Tu étais venu à un corps douloureux comme le nôtre pour être plus présent par le sang et la souffrance.
Et ton corps était alors si petit qu’il ne pouvait de toi rien savoir, sinon l’ordre par toi donné de se faire digne de supporter la croix libératrice.
Aujourd’hui tu naquis et ce fut une grande tache de lumière sur le inonde.
Cette date est un bien pour nous autres et nous sentons que quelque chose comme une pulsation de Dieu battit et bat encore périodiquement dans ce jour. Aujourd’hui tout a plus de bonté.
Et nous te sentons venir dans l’aujourd’hui d’alors avec des pas lointains dans le recul des années ; et cet éloignement te fait, pour notre sentiment, plus enfant et plus à nous.
Il y a mille neuf cent vingt-six ans que le monde eut l’extraordinaire bonheur de te savoir.
*
Quelques-uns avaient suivi ton supplice.
La petite Jérusalem, agitée de haillons et de disputes, continuait à picorer ses miettes d’idées, et elle ne sut rien des siècles à venir et de ton avènement dans l’homme.
La petite Jérusalem remuante comme une démangeaison et pouilleuse et crasseuse, durait, jetée au long de ses rues.
– Je te donne trois pour vingt.
– Non, je te donne vingt pour quatre.
– Tu me ruines !
– Tu me voles !
Ta sérénité ne touchait même pas les coupoles de leurs temples.
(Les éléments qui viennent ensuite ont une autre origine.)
//! Error types for the fallible parts of the public API.
//!
//! `add` is the only operation that can fail: `remove`/`get`/`reverse`/
//! `get_reverse` are total over their inputs (invalid input yields a
//! silent no-op or an empty [`crate::PhoneNumbers`]). Allocation
//! failure isn't modeled as a `Result` variant: Rust's global allocator
//! aborts the process on OOM rather than handing back a recoverable
//! error, so there's no caller-actionable state to represent.

use thiserror::Error;

#[derive(Debug, Error, PartialEq, Eq, Clone, Copy)]
pub enum AddRuleError {
    /// `s` or `t` was empty or contained a byte outside Σ.
    #[error("source or target is not a valid digit string")]
    InvalidInput,
    /// `s == t`: a rule can't forward a prefix to itself.
    #[error("source and target prefixes are identical")]
    IdentityRule,
}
Ainsi tu passas et tu vins jusqu’à nous.
*
Tu tenais tes bras ouverts et dans ta poitrine le monde était contenu.
Les étoiles continuaient leurs cycles malgré ta souffrance réduite à la stature de l’homme.
Et il y avait en tous lieux une parole. Et ceux qui, autour de toi, ne comprenaient pas, formaient un petit tableau de chair ignorante et égoïste.
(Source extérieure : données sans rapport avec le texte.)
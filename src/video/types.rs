use image::{ImageBuffer, Rgb, RgbImage};
use serde::{Deserialize, Serialize};
use std::path::{Path, PathBuf};

use crate::error::{ExposureError, FrameSourceError, Result};

/// Prefix of every frame file written by a frame source
pub const FRAME_PREFIX: &str = "frame";

/// Extension of every frame file written by a frame source
pub const FRAME_EXTENSION: &str = "png";

/// Represents a single decoded video frame
///
/// This is a simple wrapper around an RGB image buffer. Whatever the decoder
/// produced (grayscale, RGBA, 16-bit) is normalized to 8-bit RGB on load.
#[derive(Clone, Debug, PartialEq)]
pub struct Frame {
    buffer: RgbImage,
}

impl Frame {
    /// Create a new frame from an RGB image buffer
    pub fn new(buffer: RgbImage) -> Self {
        Self { buffer }
    }

    /// Create a new frame with the given dimensions filled with black
    pub fn new_black(width: u32, height: u32) -> Self {
        Self { buffer: ImageBuffer::new(width, height) }
    }

    /// Create a new frame with the given dimensions filled with the specified color
    pub fn new_filled(width: u32, height: u32, color: [u8; 3]) -> Self {
        let buffer = ImageBuffer::from_fn(width, height, |_, _| Rgb(color));
        Self { buffer }
    }

    /// Decode a frame from an image file
    pub fn open<P: AsRef<Path>>(path: P) -> Result<Self> {
        let path = path.as_ref();
        let image = image::open(path).map_err(|e| ExposureError::Decode {
            path: path.display().to_string(),
            reason: e.to_string(),
        })?;

        let rgb_image = match image {
            image::DynamicImage::ImageRgb8(img) => img,
            _ => image.to_rgb8(),
        };

        Ok(Self::new(rgb_image))
    }

    pub fn width(&self) -> u32 {
        self.buffer.width()
    }

    pub fn height(&self) -> u32 {
        self.buffer.height()
    }

    /// (width, height)
    pub fn dimensions(&self) -> (u32, u32) {
        self.buffer.dimensions()
    }

    /// Get a pixel at the given coordinates (returns RGB array)
    pub fn get_pixel(&self, x: u32, y: u32) -> [u8; 3] {
        self.buffer.get_pixel(x, y).0
    }

    /// Set a pixel at the given coordinates
    pub fn set_pixel(&mut self, x: u32, y: u32, color: [u8; 3]) {
        self.buffer.put_pixel(x, y, Rgb(color));
    }

    /// Interleaved RGB samples, row-major
    pub fn samples(&self) -> &[u8] {
        self.buffer.as_raw()
    }

    pub fn samples_mut(&mut self) -> &mut [u8] {
        &mut self.buffer
    }

    /// Create a frame from raw RGB bytes
    pub fn from_rgb_bytes(width: u32, height: u32, data: Vec<u8>) -> Option<Self> {
        ImageBuffer::from_raw(width, height, data).map(|buffer| Self { buffer })
    }

    /// Save the frame as a PNG file
    pub fn save_png<P: AsRef<Path>>(&self, path: P) -> std::result::Result<(), image::ImageError> {
        self.buffer.save_with_format(path, image::ImageFormat::Png)
    }
}

/// A frame file produced by a frame source, tagged with its sample index
#[derive(Debug, Clone, PartialEq, Eq)]
pub struct FrameFile {
    /// Position in sampling order (1-based for ffmpeg output)
    pub index: u32,

    pub path: PathBuf,
}

impl FrameFile {
    pub fn new<P: Into<PathBuf>>(index: u32, path: P) -> Self {
        Self { index, path: path.into() }
    }

    /// Parse the sample index from a filename like "frame_000042.png"
    pub fn from_path<P: Into<PathBuf>>(path: P) -> Option<Self> {
        let path = path.into();
        if path.extension()?.to_str()? != FRAME_EXTENSION {
            return None;
        }

        let stem = path.file_stem()?.to_str()?;
        let (prefix, number) = stem.split_once('_')?;
        if prefix != FRAME_PREFIX {
            return None;
        }

        let index = number.parse().ok()?;
        Some(Self::new(index, path))
    }
}

/// Ordered, chronological list of frame files
///
/// Ordering comes from the sample index each frame source assigns, never from
/// how the filenames happen to sort.
#[derive(Debug, Clone, Default)]
pub struct FrameSequence {
    frames: Vec<FrameFile>,
}

impl FrameSequence {
    pub fn new() -> Self {
        Self { frames: Vec::new() }
    }

    /// Build a sequence whose order is exactly the given path order
    pub fn from_ordered_paths<I, P>(paths: I) -> Self
    where
        I: IntoIterator<Item = P>,
        P: Into<PathBuf>,
    {
        let frames = paths
            .into_iter()
            .enumerate()
            .map(|(i, path)| FrameFile::new(i as u32, path))
            .collect();
        Self { frames }
    }

    /// Add a frame file, keeping the sequence sorted by sample index
    pub fn add_frame(&mut self, frame: FrameFile) {
        let position = self.frames.partition_point(|f| f.index <= frame.index);
        self.frames.insert(position, frame);
    }

    pub fn frames(&self) -> &[FrameFile] {
        &self.frames
    }

    pub fn len(&self) -> usize {
        self.frames.len()
    }

    pub fn is_empty(&self) -> bool {
        self.frames.is_empty()
    }

    pub fn first(&self) -> Option<&FrameFile> {
        self.frames.first()
    }

    pub fn last(&self) -> Option<&FrameFile> {
        self.frames.last()
    }

    /// Decode frames lazily, one at a time, in sequence order
    pub fn decode(&self) -> impl ExactSizeIterator<Item = Result<Frame>> + '_ {
        self.frames.iter().map(|f| Frame::open(&f.path))
    }
}

impl FromIterator<FrameFile> for FrameSequence {
    fn from_iter<I: IntoIterator<Item = FrameFile>>(iter: I) -> Self {
        let mut frames: Vec<FrameFile> = iter.into_iter().collect();
        frames.sort_by_key(|f| f.index);
        Self { frames }
    }
}

/// What to extract from a video: sampling rate plus an optional trim window
#[derive(Debug, Clone, PartialEq, Serialize, Deserialize)]
pub struct ExtractionRequest {
    pub video: PathBuf,

    /// Frames sampled per second of video
    pub frame_rate: f64,

    /// Offset into the video in seconds
    pub start_time: Option<f64>,

    /// Length of the sampled window in seconds
    pub duration: Option<f64>,
}

impl ExtractionRequest {
    pub fn new<P: Into<PathBuf>>(video: P, frame_rate: f64) -> Self {
        Self {
            video: video.into(),
            frame_rate,
            start_time: None,
            duration: None,
        }
    }

    pub fn with_start_time(mut self, start_time: Option<f64>) -> Self {
        self.start_time = start_time;
        self
    }

    pub fn with_duration(mut self, duration: Option<f64>) -> Self {
        self.duration = duration;
        self
    }

    pub fn validate(&self) -> Result<()> {
        if !(self.frame_rate.is_finite() && self.frame_rate > 0.0) {
            return Err(FrameSourceError::InvalidParameters {
                details: format!("frame rate must be positive, got {}", self.frame_rate),
            }
            .into());
        }

        if let Some(start) = self.start_time {
            if !(start.is_finite() && start >= 0.0) {
                return Err(FrameSourceError::InvalidParameters {
                    details: format!("start time must be non-negative, got {}", start),
                }
                .into());
            }
        }

        if let Some(duration) = self.duration {
            if !(duration.is_finite() && duration > 0.0) {
                return Err(FrameSourceError::InvalidParameters {
                    details: format!("duration must be positive, got {}", duration),
                }
                .into());
            }
        }

        Ok(())
    }

    /// File stem of the video, used to name derived artifacts
    pub fn video_stem(&self) -> String {
        video_stem(&self.video)
    }
}

pub(crate) fn video_stem(video: &Path) -> String {
    video
        .file_stem()
        .and_then(|s| s.to_str())
        .unwrap_or("video")
        .to_string()
}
À la fin tu ouvris les bras définitivement pour survoler ton image humaine.
Et il y eut une pensée très obscure dans les choses, et les hommes furent saisis de crainte.
Tu attendis trois jours pour te lever.
*
Mon corps sait la souffrance de la blessure et la souffrance du plaisir.
Mon cœur connaît ses propres tromperies et l’impuissance des autres.
Mon intelligence est si souvent tombée qu’elle aime mieux rester agenouillée.
Je me sens nu comme une moelle endolorie de se trouver en contact immédiat avec la vie.
Que mes bras levés soient la, supplication puissante qui élève celui qui demande !
Que sur ma solitude tombe une étincelle d’illumination comme sur la campagne un éclair d’aurore noble !
Ricardo GÜIRALDES.
Traduit de l’espagnol par Valery LARBAUD.
Paru dans le Roseau d’or en 1928.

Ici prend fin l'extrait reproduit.